WORK TO COMPLETE :: The entries below contain a line with "characters long; both" and a line with "pub fn min_members(mut". Quote exactly those two lines and all lines between them.

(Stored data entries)

....

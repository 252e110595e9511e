use futures::future::BoxFuture;
use reqwest::Method;
use serde_json::Value as JsonValue;

use crate::client::{Client, FetchOptions};
use crate::error::{Error, Result};
use crate::model::{Entity, Model, PlayerLinked, Refreshable};
use crate::paging::PagedList;
use crate::player::Player;
use crate::tag;

/// A clan profile. The member roster embedded in the profile is decomposed
/// into [`Member`] values at construction time, each carrying the clan's tag
/// as a back-reference.
#[derive(Debug, Clone)]
pub struct Clan {
    entity: Entity,
    members: Vec<Member>,
}

impl Clan {
    /// The clan's tag, e.g. `#2CCCP`.
    pub fn tag(&self) -> Option<&str> {
        self.entity.str_of("tag")
    }

    /// The clan's display name.
    pub fn name(&self) -> Option<&str> {
        self.entity.str_of("name")
    }

    /// The clan's total score.
    pub fn clan_score(&self) -> Option<u64> {
        self.entity.u64_of("clan_score")
    }

    /// The member roster embedded in the profile.
    pub fn members(&self) -> &[Member] {
        &self.members
    }

    fn build_members(entity: &Entity) -> Vec<Member> {
        let clan_tag = entity.str_of("tag").map(str::to_string);

        let Some(JsonValue::Array(roster)) = entity.get("member_list").cloned() else {
            return Vec::new();
        };

        roster
            .into_iter()
            .map(|value| Member {
                entity: Entity::new(
                    entity.client().clone(),
                    entity.source_url().clone(),
                    value,
                    entity.cached(),
                    entity.last_updated(),
                    entity.meta().cloned(),
                ),
                clan_tag: clan_tag.clone(),
            })
            .collect()
    }
}

impl Model for Clan {
    fn from_entity(entity: Entity) -> Clan {
        let members = Clan::build_members(&entity);
        Clan { entity, members }
    }

    fn entity(&self) -> &Entity {
        &self.entity
    }

    fn entity_mut(&mut self) -> &mut Entity {
        &mut self.entity
    }
}

impl Refreshable for Clan {
    fn refresh(&mut self) -> BoxFuture<'_, Result<()>> {
        Box::pin(async move {
            self.entity.refresh().await?;
            self.members = Clan::build_members(&self.entity);
            Ok(())
        })
    }
}

/// One entry of a clan's member roster. Knows which clan it belongs to, so
/// the full profile of either side can be fetched from it.
#[derive(Debug, Clone)]
pub struct Member {
    entity: Entity,
    clan_tag: Option<String>,
}

impl Member {
    /// The member's player tag.
    pub fn tag(&self) -> Option<&str> {
        self.entity.str_of("tag")
    }

    /// The member's display name.
    pub fn name(&self) -> Option<&str> {
        self.entity.str_of("name")
    }

    /// The member's clan role (member, elder, coLeader, leader).
    pub fn role(&self) -> Option<&str> {
        self.entity.str_of("role")
    }

    /// The tag of the clan this roster entry came from.
    pub fn clan_tag(&self) -> Option<&str> {
        self.clan_tag.as_deref()
    }

    pub fn entity(&self) -> &Entity {
        &self.entity
    }

    /// Fetches the full clan this member belongs to.
    pub async fn fetch_clan(&self) -> Result<Clan> {
        let Some(tag) = &self.clan_tag else {
            return Err(Error::Validation(String::from(
                "member has no clan back-reference",
            )));
        };
        self.entity.client().get_clan(tag).await
    }
}

impl PlayerLinked for Member {
    fn player_tag(&self) -> Option<String> {
        self.tag().map(str::to_string)
    }

    fn fetch_player(&self) -> BoxFuture<'_, Result<Player>> {
        Box::pin(async move {
            let Some(tag) = self.player_tag() else {
                return Err(Error::Validation(String::from(
                    "roster entry carries no player tag",
                )));
            };
            self.entity.client().get_player(&tag).await
        })
    }
}

/// Search criteria for [`Client::search_clans`]. At least one criterion must
/// be set, and a name filter must be at least three characters long; both
/// rules are enforced locally before any request is made.
#[derive(Debug, Clone, Default)]
pub struct ClanFilter {
    name: Option<String>,
    location_id: Option<u64>,
    min_members: Option<u32>,
    max_members: Option<u32>,
    min_score: Option<u64>,
}

impl ClanFilter {
    /// Filter by clan name (minimum three characters).
    pub fn name(mut self, name: impl Into<String>) -> Self {
        self.name = Some(name.into());
        self
    }

    /// Filter by location identifier.
    pub fn location_id(mut self, id: u64) -> Self {
        self.location_id = Some(id);
        self
    }

    /// Only clans with at least this many members.
    pub fn min_members(mut self, n: u32) -> Self {
        self.min_members = Some(n);
        self
    }

    /// Only clans with at most this many members.
    pub fn max_members(mut self, n: u32) -> Self {
        self.max_members = Some(n);
        self
    }

    /// Only clans with at least this score.
    pub fn min_score(mut self, score: u64) -> Self {
        self.min_score = Some(score);
        self
    }

    fn validate(&self) -> Result<()> {
        if let Some(name) = &self.name {
            if name.chars().count() < 3 {
                return Err(Error::Validation(String::from(
                    "clan name filter must be at least 3 characters long",
                )));
            }
        }

        if self.name.is_none()
            && self.location_id.is_none()
            && self.min_members.is_none()
            && self.max_members.is_none()
            && self.min_score.is_none()
        {
            return Err(Error::Validation(String::from(
                "clan search needs at least one filtering criterion",
            )));
        }

        Ok(())
    }

    fn to_params(&self) -> Vec<(&'static str, String)> {
        let mut params = Vec::new();
        if let Some(name) = &self.name {
            params.push(("name", name.clone()));
        }
        if let Some(id) = self.location_id {
            params.push(("locationId", id.to_string()));
        }
        if let Some(n) = self.min_members {
            params.push(("minMembers", n.to_string()));
        }
        if let Some(n) = self.max_members {
            params.push(("maxMembers", n.to_string()));
        }
        if let Some(score) = self.min_score {
            params.push(("minScore", score.to_string()));
        }
        params
    }
}

impl Client {
    /// Gets a clan's profile by tag, roster included.
    pub async fn get_clan(&self, tag: &str) -> Result<Clan> {
        let url = self.endpoint(&format!("/clans/{}", tag::normalize(tag)?), &[])?;
        self.get_model(url, Method::GET, None, None).await?.one()
    }

    /// Gets a clan's member roster as a paginated listing.
    pub async fn get_clan_members(
        &self,
        tag: &str,
        options: FetchOptions,
    ) -> Result<PagedList<Entity>> {
        let url = self.endpoint(
            &format!("/clans/{}/members", tag::normalize(tag)?),
            &options.to_params(),
        )?;
        self.get_model(url, Method::GET, options.timeout, None)
            .await?
            .paged()
    }

    /// Searches for clans matching `filter`. The filter is validated
    /// locally; an empty or under-specified filter never reaches the API.
    pub async fn search_clans(
        &self,
        filter: ClanFilter,
        options: FetchOptions,
    ) -> Result<PagedList<Clan>> {
        filter.validate()?;

        let mut params = filter.to_params();
        params.extend(options.to_params());

        let url = self.endpoint("/clans", &params)?;
        self.get_model(url, Method::GET, options.timeout, None)
            .await?
            .paged()
    }
}

#[cfg(test)]
mod tests {
    use super::*;
    use mockito::mock;

    fn test_client() -> Client {
        Client::builder("token")
            .base_url(mockito::server_url())
            .build()
            .unwrap()
    }

    const CLAN_BODY: &str = r##"{
        "tag": "#2CCCP",
        "name": "rats",
        "clanScore": 45000,
        "memberList": [
            {"tag": "#2P0LYQ", "name": "rat", "role": "leader"},
            {"tag": "#8QU8J9LP", "name": "mouse", "role": "member"}
        ]
    }"##;

    #[tokio::test]
    async fn roster_is_decomposed_with_a_back_reference() {
        let client = test_client();
        let _m = mock("GET", "/clans/%232CCCP").with_body(CLAN_BODY).create();

        let clan = client.get_clan("#2CCCP").await.unwrap();

        assert_eq!(clan.name(), Some("rats"));
        assert_eq!(clan.clan_score(), Some(45000));
        assert_eq!(clan.members().len(), 2);

        let leader = &clan.members()[0];
        assert_eq!(leader.role(), Some("leader"));
        assert_eq!(leader.clan_tag(), Some("#2CCCP"));
    }

    #[tokio::test]
    async fn member_resolves_to_a_full_player_profile() {
        let client = test_client();
        let _c = mock("GET", "/clans/%232CCCP").with_body(CLAN_BODY).create();
        let p = mock("GET", "/players/%232P0LYQ")
            .with_body(r##"{"tag": "#2P0LYQ", "name": "rat", "trophies": 6000}"##)
            .expect(1)
            .create();

        let clan = client.get_clan("#2CCCP").await.unwrap();
        let player = clan.members()[0].fetch_player().await.unwrap();

        assert_eq!(player.trophies(), Some(6000));
        p.assert();
    }

    #[tokio::test]
    async fn refresh_rebuilds_the_roster() {
        let client = test_client();

        let first = mock("GET", "/clans/%232CCCP").with_body(CLAN_BODY).create();
        let mut clan = client.get_clan("#2CCCP").await.unwrap();
        assert_eq!(clan.members().len(), 2);
        drop(first);

        let _second = mock("GET", "/clans/%232CCCP")
            .with_body(r##"{"tag": "#2CCCP", "name": "rats", "memberList": []}"##)
            .create();

        clan.refresh().await.unwrap();

        assert!(clan.members().is_empty());
    }

    #[tokio::test]
    async fn members_listing_is_paginated() {
        let client = test_client();
        let _m = mock("GET", "/clans/%232CCCP/members?limit=1")
            .with_body(
                r##"{"items": [{"tag": "#2P0LYQ"}], "paging": {"cursors": {"after": "c2"}}}"##,
            )
            .create();

        let members = client
            .get_clan_members("#2CCCP", FetchOptions::default().limit(1))
            .await
            .unwrap();

        assert_eq!(members.len(), 1);
        assert_eq!(members.cursor_after(), Some("c2"));
    }

    #[tokio::test]
    async fn search_sends_the_whitelisted_criteria() {
        let client = test_client();
        let m = mock("GET", "/clans?limit=3&minMembers=10&name=rats")
            .with_body(r##"{"items": [{"tag": "#A", "name": "rats"}], "paging": {"cursors": {}}}"##)
            .expect(1)
            .create();

        let clans = client
            .search_clans(
                ClanFilter::default().name("rats").min_members(10),
                FetchOptions::default().limit(3),
            )
            .await
            .unwrap();

        assert_eq!(clans.len(), 1);
        assert_eq!(clans.items()[0].name(), Some("rats"));
        m.assert();
    }

    #[tokio::test]
    async fn under_specified_searches_never_reach_the_api() {
        let client = test_client();
        let m = mock("GET", mockito::Matcher::Any).expect(0).create();

        assert!(matches!(
            client
                .search_clans(ClanFilter::default(), FetchOptions::default())
                .await,
            Err(Error::Validation(_))
        ));
        assert!(matches!(
            client
                .search_clans(ClanFilter::default().name("ab"), FetchOptions::default())
                .await,
            Err(Error::Validation(_))
        ));
        m.assert();
    }
}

....

OUTPUT FOR THIS TASK ::
/// be set, and a name filter must be at least three characters long; both
/// rules are enforced locally before any request is made.
#[derive(Debug, Clone, Default)]
pub struct ClanFilter {
    name: Option<String>,
    location_id: Option<u64>,
    min_members: Option<u32>,
    max_members: Option<u32>,
    min_score: Option<u64>,
}

impl ClanFilter {
    /// Filter by clan name (minimum three characters).
    pub fn name(mut self, name: impl Into<String>) -> Self {
        self.name = Some(name.into());
        self
    }

    /// Filter by location identifier.
    pub fn location_id(mut self, id: u64) -> Self {
        self.location_id = Some(id);
        self
    }

    /// Only clans with at least this many members.
    pub fn min_members(mut self, n: u32) -> Self {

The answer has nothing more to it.